//! Config load validation tests for respond-config.
// crates/respond-config/tests/load_validation.rs
// =============================================================================
// Module: Config Load Validation Tests
// Description: Validate config loading guards (path, size, encoding).
// Purpose: Ensure config input handling is strict and fail-closed.
// =============================================================================

#![allow(
    clippy::panic,
    clippy::print_stdout,
    clippy::print_stderr,
    clippy::unwrap_used,
    clippy::expect_used,
    clippy::use_debug,
    clippy::dbg_macro,
    clippy::panic_in_result_fn,
    clippy::unwrap_in_result,
    reason = "Test-only output and panic-based assertions are permitted."
)]

use std::io::Write;
use std::path::Path;

use respond_config::ConfigError;
use respond_config::RespondConfig;
use respond_config::StoreType;
use tempfile::NamedTempFile;

type TestResult = Result<(), String>;

fn assert_invalid(result: Result<RespondConfig, ConfigError>, needle: &str) -> TestResult {
    match result {
        Err(error) => {
            let message = error.to_string();
            if message.contains(needle) {
                Ok(())
            } else {
                Err(format!("error {message} did not contain {needle}"))
            }
        }
        Ok(_) => Err("expected invalid config load".to_string()),
    }
}

fn write_config(text: &str) -> Result<NamedTempFile, String> {
    let mut file = NamedTempFile::new().map_err(|err| err.to_string())?;
    file.write_all(text.as_bytes()).map_err(|err| err.to_string())?;
    Ok(file)
}

#[test]
fn load_rejects_path_too_long() -> TestResult {
    let long_path = "a".repeat(5_000);
    let path = Path::new(&long_path);
    assert_invalid(RespondConfig::load(Some(path)), "config path exceeds max length")?;
    Ok(())
}

#[test]
fn load_rejects_path_component_too_long() -> TestResult {
    let long_component = "a".repeat(300);
    let path = Path::new(&long_component);
    assert_invalid(RespondConfig::load(Some(path)), "config path component too long")?;
    Ok(())
}

#[test]
fn load_rejects_oversized_file() -> TestResult {
    let mut file = NamedTempFile::new().map_err(|err| err.to_string())?;
    let payload = vec![b'a'; 1_048_577];
    file.write_all(&payload).map_err(|err| err.to_string())?;
    assert_invalid(RespondConfig::load(Some(file.path())), "config file exceeds size limit")?;
    Ok(())
}

#[test]
fn load_rejects_non_utf8_file() -> TestResult {
    let mut file = NamedTempFile::new().map_err(|err| err.to_string())?;
    file.write_all(&[0xFF, 0xFE, 0xFF]).map_err(|err| err.to_string())?;
    assert_invalid(RespondConfig::load(Some(file.path())), "config file must be utf-8")?;
    Ok(())
}

#[test]
fn load_rejects_missing_explicit_path() -> TestResult {
    let dir = tempfile::tempdir().map_err(|err| err.to_string())?;
    let path = dir.path().join("absent.toml");
    assert_invalid(RespondConfig::load(Some(&path)), "config io error")?;
    Ok(())
}

#[test]
fn load_rejects_malformed_toml() -> TestResult {
    let file = write_config("[respond\ndefault_chance = ")?;
    assert_invalid(RespondConfig::load(Some(file.path())), "config parse error")?;
    Ok(())
}

#[test]
fn load_rejects_unknown_fields() -> TestResult {
    let file = write_config("[respond]\nmystery = true\n")?;
    assert_invalid(RespondConfig::load(Some(file.path())), "config parse error")?;
    Ok(())
}

#[test]
fn load_runs_validation() -> TestResult {
    let file = write_config("[respond]\ndefault_chance = 2.0\n")?;
    assert_invalid(
        RespondConfig::load(Some(file.path())),
        "respond.default_chance must be between 0 and 1",
    )?;
    Ok(())
}

#[test]
fn load_rejects_missing_default_chance() -> TestResult {
    let file = write_config("[respond]\nno_admin = true\n[store]\ntype = \"memory\"\n")?;
    assert_invalid(RespondConfig::load(Some(file.path())), "respond.default_chance is required")?;
    let file = write_config("")?;
    assert_invalid(RespondConfig::load(Some(file.path())), "respond.default_chance is required")?;
    Ok(())
}

#[test]
fn load_fills_defaults_around_default_chance() -> TestResult {
    let file = write_config("[respond]\ndefault_chance = 0.3\n")?;
    let config = RespondConfig::load(Some(file.path())).map_err(|err| err.to_string())?;
    if config.store.store_type != StoreType::Sqlite {
        return Err("expected sqlite default store".to_string());
    }
    if config.store.path.as_deref() != Some(Path::new("respond.db")) {
        return Err("expected default store path".to_string());
    }
    let chance = config.respond.chance().map_err(|err| err.to_string())?;
    if (chance - 0.3).abs() > f64::EPSILON {
        return Err("expected configured chance 0.3".to_string());
    }
    if !config.exec.enabled || !config.respond.clamp_chance {
        return Err("expected exec and clamping enabled by default".to_string());
    }
    Ok(())
}

#[test]
fn load_accepts_full_config() -> TestResult {
    let file = write_config(
        r#"
[respond]
default_chance = 0.5
no_admin = false
admins = [" ops.example.org ", "nick!user@host"]
clamp_chance = false

[store]
type = "sqlite"
path = "data/respond.db"
busy_timeout_ms = 1000
journal_mode = "delete"
sync_mode = "normal"

[publish]
type = "pastebin"
api_key = "dev-key"
timeout_ms = 2000

[exec]
enabled = false
shell = "/bin/bash"
timeout_ms = 1500
max_output_lines = 3
"#,
    )?;
    let config = RespondConfig::load(Some(file.path())).map_err(|err| err.to_string())?;
    if config.respond.admins != vec!["ops.example.org".to_string(), "nick!user@host".to_string()] {
        return Err("expected trimmed admin entries".to_string());
    }
    let sqlite = config.store.sqlite().ok_or_else(|| "expected sqlite config".to_string())?;
    if sqlite.busy_timeout_ms != 1000 {
        return Err("expected busy timeout to carry over".to_string());
    }
    if config.publish.effective_base_url() != "https://pastebin.com" {
        return Err("expected pastebin default url".to_string());
    }
    if config.exec.max_output_lines != 3 {
        return Err("expected max_output_lines 3".to_string());
    }
    Ok(())
}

* * *

Exercise requirements – So that nothing is lost, restate all the material word for word.

Exercise output –
//! Config load validation tests for respond-config.
// crates/respond-config/tests/load_validation.rs
// =============================================================================
// Module: Config Load Validation Tests
// Description: Validate config loading guards (path, size, encoding).
// Purpose: Ensure config input handling is strict and fail-closed.
// =============================================================================

#![allow(
    clippy::panic,
    clippy::print_stdout,
    clippy::print_stderr,
    clippy::unwrap_used,
    clippy::expect_used,
    clippy::use_debug,
    clippy::dbg_macro,
    clippy::panic_in_result_fn,
    clippy::unwrap_in_result,
    reason = "Test-only output and panic-based assertions are permitted."
)]

use std::io::Write;
use std::path::Path;

use respond_config::ConfigError;
use respond_config::RespondConfig;
use respond_config::StoreType;
use tempfile::NamedTempFile;

type TestResult = Result<(), String>;

fn assert_invalid(result: Result<RespondConfig, ConfigError>, needle: &str) -> TestResult {
    match result {
        Err(error) => {
            let message = error.to_string();
            if message.contains(needle) {
                Ok(())
            } else {
                Err(format!("error {message} did not contain {needle}"))
            }
        }
        Ok(_) => Err("expected invalid config load".to_string()),
    }
}

fn write_config(text: &str) -> Result<NamedTempFile, String> {
    let mut file = NamedTempFile::new().map_err(|err| err.to_string())?;
    file.write_all(text.as_bytes()).map_err(|err| err.to_string())?;
    Ok(file)
}

#[test]
fn load_rejects_path_too_long() -> TestResult {
    let long_path = "a".repeat(5_000);
    let path = Path::new(&long_path);
    assert_invalid(RespondConfig::load(Some(path)), "config path exceeds max length")?;
    Ok(())
}

#[test]
fn load_rejects_path_component_too_long() -> TestResult {
    let long_component = "a".repeat(300);
    let path = Path::new(&long_component);
    assert_invalid(RespondConfig::load(Some(path)), "config path component too long")?;
    Ok(())
}

#[test]
fn load_rejects_oversized_file() -> TestResult {
    let mut file = NamedTempFile::new().map_err(|err| err.to_string())?;
    let payload = vec![b'a'; 1_048_577];
    file.write_all(&payload).map_err(|err| err.to_string())?;
    assert_invalid(RespondConfig::load(Some(file.path())), "config file exceeds size limit")?;
    Ok(())
}

#[test]
fn load_rejects_non_utf8_file() -> TestResult {
    let mut file = NamedTempFile::new().map_err(|err| err.to_string())?;
    file.write_all(&[0xFF, 0xFE, 0xFF]).map_err(|err| err.to_string())?;
    assert_invalid(RespondConfig::load(Some(file.path())), "config file must be utf-8")?;
    Ok(())
}

#[test]
fn load_rejects_missing_explicit_path() -> TestResult {
    let dir = tempfile::tempdir().map_err(|err| err.to_string())?;
    let path = dir.path().join("absent.toml");
    assert_invalid(RespondConfig::load(Some(&path)), "config io error")?;
    Ok(())
}

#[test]
fn load_rejects_malformed_toml() -> TestResult {
    let file = write_config("[respond\ndefault_chance = ")?;
    assert_invalid(RespondConfig::load(Some(file.path())), "config parse error")?;
    Ok(())
}

#[test]
fn load_rejects_unknown_fields() -> TestResult {
    let file = write_config("[respond]\nmystery = true\n")?;
    assert_invalid(RespondConfig::load(Some(file.path())), "config parse error")?;
    Ok(())
}

#[test]
fn load_runs_validation() -> TestResult {
    let file = write_config("[respond]\ndefault_chance = 2.0\n")?;
    assert_invalid(
        RespondConfig::load(Some(file.path())),
        "respond.default_chance must be between 0 and 1",
    )?;
    Ok(())
}

#[test]
fn load_rejects_missing_default_chance() -> TestResult {
    let file = write_config("[respond]\nno_admin = true\n[store]\ntype = \"memory\"\n")?;
    assert_invalid(RespondConfig::load(Some(file.path())), "respond.default_chance is required")?;
    let file = write_config("")?;
    assert_invalid(RespondConfig::load(Some(file.path())), "respond.default_chance is required")?;
    Ok(())
}

#[test]
fn load_fills_defaults_around_default_chance() -> TestResult {
    let file = write_config("[respond]\ndefault_chance = 0.3\n")?;
    let config = RespondConfig::load(Some(file.path())).map_err(|err| err.to_string())?;
    if config.store.store_type != StoreType::Sqlite {
        return Err("expected sqlite default store".to_string());
    }
    if config.store.path.as_deref() != Some(Path::new("respond.db")) {
        return Err("expected default store path".to_string());
    }
    let chance = config.respond.chance().map_err(|err| err.to_string())?;
    if (chance - 0.3).abs() > f64::EPSILON {
        return Err("expected configured chance 0.3".to_string());
    }
    if !config.exec.enabled || !config.respond.clamp_chance {
        return Err("expected exec and clamping enabled by default".to_string());
    }
    Ok(())
}

#[test]
fn load_accepts_full_config() -> TestResult {
    let file = write_config(
        r#"
[respond]
default_chance = 0.5
no_admin = false
admins = [" ops.example.org ", "nick!user@host"]
clamp_chance = false

[store]
type = "sqlite"
path = "data/respond.db"
busy_timeout_ms = 1000
journal_mode = "delete"
sync_mode = "normal"

[publish]
type = "pastebin"
api_key = "dev-key"
timeout_ms = 2000

[exec]
enabled = false
shell = "/bin/bash"
timeout_ms = 1500
max_output_lines = 3
"#,
    )?;
    let config = RespondConfig::load(Some(file.path())).map_err(|err| err.to_string())?;
    if config.respond.admins != vec!["ops.example.org".to_string(), "nick!user@host".to_string()] {
        return Err("expected trimmed admin entries".to_string());
    }
    let sqlite = config.store.sqlite().ok_or_else(|| "expected sqlite config".to_string())?;
    if sqlite.busy_timeout_ms != 1000 {
        return Err("expected busy timeout to carry over".to_string());
    }
    if config.publish.effective_base_url() != "https://pastebin.com" {
        return Err("expected pastebin default url".to_string());
    }
    if config.exec.max_output_lines != 3 {
        return Err("expected max_output_lines 3".to_string());
    }
    Ok(())
}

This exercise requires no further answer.